L’affaire Choueifaty n’a pas été portée en appel. La décision de la Cour, qui souligne la primauté des mots et phrases que les demandeurs de brevet emploient pour définir le monopole qu’ils proposent, devrait renforcer la sécurité commerciale tant pour les demandeurs de brevets que pour les tiers qui cherchent à clarifier la portée des brevets dans leur domaine d’activité. L’OPIC a entamé la réécriture de sa politique administrative à la lumière de cette décision, qui comprend notamment de nouvelles directives au sujet de l’admissibilité à la protection par brevet des inventions mises en œuvre par ordinateur, des méthodes de diagnostic médical et des utilisations médicales.[5]

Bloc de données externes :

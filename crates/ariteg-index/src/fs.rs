use std::fs;
use std::io::{ErrorKind, Write};
use std::path::{Path, PathBuf};

use ariteg_types::ProtoMeta;
use tempfile::NamedTempFile;
use tracing::debug;

use crate::error::{IndexError, IndexResult};
use crate::repository::ProtoMetaRepository;

/// Integrity index persisted as one JSON file per record.
///
/// Files live at `<root>/<primary hash>.json` and are replaced atomically
/// through a temporary file in the same directory.
#[derive(Debug, Clone)]
pub struct FsProtoMetaRepository {
    root: PathBuf,
}

impl FsProtoMetaRepository {
    /// Open (or create) a repository rooted at `root`.
    pub fn open(root: impl AsRef<Path>) -> IndexResult<Self> {
        let root = root.as_ref().to_path_buf();
        fs::create_dir_all(&root)?;
        Ok(Self { root })
    }

    fn record_path(&self, primary_hash: &str) -> IndexResult<PathBuf> {
        // Primary hashes are hex multihashes; anything else could escape root.
        if primary_hash.is_empty() || !primary_hash.bytes().all(|b| b.is_ascii_hexdigit()) {
            return Err(IndexError::InvalidKey(primary_hash.to_string()));
        }
        Ok(self.root.join(format!("{primary_hash}.json")))
    }
}

impl ProtoMetaRepository for FsProtoMetaRepository {
    fn get(&self, primary_hash: &str) -> IndexResult<Option<ProtoMeta>> {
        let path = self.record_path(primary_hash)?;
        match fs::read(&path) {
            Ok(bytes) => serde_json::from_slice(&bytes)
                .map(Some)
                .map_err(|e| IndexError::Serialization(e.to_string())),
            Err(e) if e.kind() == ErrorKind::NotFound => Ok(None),
            Err(e) => Err(e.into()),
        }
    }

    fn save(&self, meta: &ProtoMeta) -> IndexResult<()> {
        let path = self.record_path(&meta.primary_hash)?;
        let bytes =
            serde_json::to_vec(meta).map_err(|e| IndexError::Serialization(e.to_string()))?;
        let mut tmp = NamedTempFile::new_in(&self.root)?;
        tmp.write_all(&bytes)?;
        tmp.as_file().sync_all()?;
        tmp.persist(&path).map_err(|e| e.error)?;
        debug!(primary = %meta.primary_hash, "proto meta saved");
        Ok(())
    }

    fn delete(&self, primary_hash: &str) -> IndexResult<bool> {
        match fs::remove_file(self.record_path(primary_hash)?) {
            Ok(()) => Ok(true),
            Err(e) if e.kind() == ErrorKind::NotFound => Ok(false),
            Err(e) => Err(e.into()),
        }
    }

    fn exists(&self, primary_hash: &str) -> IndexResult<bool> {
        Ok(self.record_path(primary_hash)?.try_exists()?)
    }
}
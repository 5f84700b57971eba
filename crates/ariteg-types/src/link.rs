use std::fmt;
use std::str::FromStr;

use serde::{Deserialize, Serialize};

use crate::error::TypeError;
use crate::multihash::Multihash;

/// Kind of node an [`AritegLink`] points at.
///
/// On the wire a link type is a small integer tag.
#[derive(Clone, Copy, Debug, PartialEq, Eq, Hash, PartialOrd, Ord, Serialize, Deserialize)]
#[serde(into = "u8", try_from = "u8")]
pub enum LinkType {
    /// Raw chunk bytes.
    Blob,
    /// Ordered concatenation of blobs or lists (a chunked stream).
    List,
    /// Ordered `(name, link)` listing.
    Tree,
    /// Versioned snapshot pointing at a root and its parent commits.
    Commit,
}

impl LinkType {
    /// Wire tag for this type.
    pub const fn tag(&self) -> u8 {
        match self {
            Self::Blob => 1,
            Self::List => 2,
            Self::Tree => 3,
            Self::Commit => 4,
        }
    }

    /// Parse a wire tag.
    pub fn from_tag(tag: u8) -> Result<Self, TypeError> {
        match tag {
            1 => Ok(Self::Blob),
            2 => Ok(Self::List),
            3 => Ok(Self::Tree),
            4 => Ok(Self::Commit),
            other => Err(TypeError::UnknownLinkType(other)),
        }
    }

    /// Lowercase name, used in the textual link form.
    pub const fn name(&self) -> &'static str {
        match self {
            Self::Blob => "blob",
            Self::List => "list",
            Self::Tree => "tree",
            Self::Commit => "commit",
        }
    }
}

impl From<LinkType> for u8 {
    fn from(t: LinkType) -> Self {
        t.tag()
    }
}

impl TryFrom<u8> for LinkType {
    type Error = TypeError;

    fn try_from(tag: u8) -> Result<Self, Self::Error> {
        Self::from_tag(tag)
    }
}

impl fmt::Display for LinkType {
    fn fmt(&self, f: &mut fmt::Formatter<'_>) -> fmt::Result {
        f.write_str(self.name())
    }
}

impl FromStr for LinkType {
    type Err = TypeError;

    fn from_str(s: &str) -> Result<Self, Self::Err> {
        match s {
            "blob" => Ok(Self::Blob),
            "list" => Ok(Self::List),
            "tree" => Ok(Self::Tree),
            "commit" => Ok(Self::Commit),
            other => Err(TypeError::InvalidLink(format!("unknown link type `{other}`"))),
        }
    }
}

/// Typed, content-addressed reference to a stored node.
///
/// Two links with the same multihash denote identical content no matter who
/// produced them. The type tells a reader how to decode the bytes behind the
/// digest; it does not take part in addressing.
#[derive(Clone, PartialEq, Eq, Hash, PartialOrd, Ord, Serialize, Deserialize)]
pub struct AritegLink {
    #[serde(rename = "type")]
    pub link_type: LinkType,
    pub multihash: Multihash,
}

impl AritegLink {
    /// Create a new link.
    pub fn new(link_type: LinkType, multihash: Multihash) -> Self {
        Self {
            link_type,
            multihash,
        }
    }

    /// Convenience constructor for a blob link.
    pub fn blob(multihash: Multihash) -> Self {
        Self::new(LinkType::Blob, multihash)
    }

    /// Short form for logs, e.g. `tree:1a2b3c4d`.
    pub fn short(&self) -> String {
        format!("{}:{}", self.link_type, self.multihash.short_hex())
    }
}

impl fmt::Debug for AritegLink {
    fn fmt(&self, f: &mut fmt::Formatter<'_>) -> fmt::Result {
        write!(f, "AritegLink({})", self.short())
    }
}

/// Textual form: `<type>:<multihash hex>`.
impl fmt::Display for AritegLink {
    fn fmt(&self, f: &mut fmt::Formatter<'_>) -> fmt::Result {
        write!(f, "{}:{}", self.link_type, self.multihash)
    }
}

impl FromStr for AritegLink {
    type Err = TypeError;

    fn from_str(s: &str) -> Result<Self, Self::Err> {
        let (kind, hex) = s
            .split_once(':')
            .ok_or_else(|| TypeError::InvalidLink(s.to_string()))?;
        Ok(Self::new(kind.parse()?, Multihash::from_hex(hex)?))
    }
}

Dans le contexte de la pandémie mondiale, bon nombre des innovations les plus importantes ont vu le jour dans les domaines des sciences de la vie et des logiciels, qu’il s’agisse de nouvelles trousses de tests de dépistage, de médicaments antiviraux ou de logiciels permettant une connectivité à distance. La dernière année a jeté une nouvelle lumière sur les innovations dans ces domaines qui peuvent bénéficier d’une protection par brevet et sur la manière dont les litiges relatifs aux brevets sont susceptibles de se dérouler. Les décisions portant sur des brevets qui ont été rendues récemment par la Cour devraient guider les entreprises canadiennes dans l’élaboration de leur stratégie sur les brevets pour le Canada, tant pendant la pandémie que par la suite.
[1] Eli Lilly Canada Inc. et al. (Eli Lilly) v Mylan Pharmaceuticals ULC (Mylan), 2020 FC 816 (en anglais) [PDF]. Eli Lilly a porté la décision de la Cour fédérale en appel le 30 septembre 2020.
[2] Teva Canada Limited (Teva) v. Bayer Inc et al. (Bayer) and Apotex Inc. (Apotex) v. Bayer, 2020 FCA 86 (en anglais) [PDF].
[3] Bayer c. Teva et al., 2019 CF 1039 [PDF].
[4] Yves Choueifaty v. Attorney General of Canada, 2020 FC 837 (en anglais) [PDF].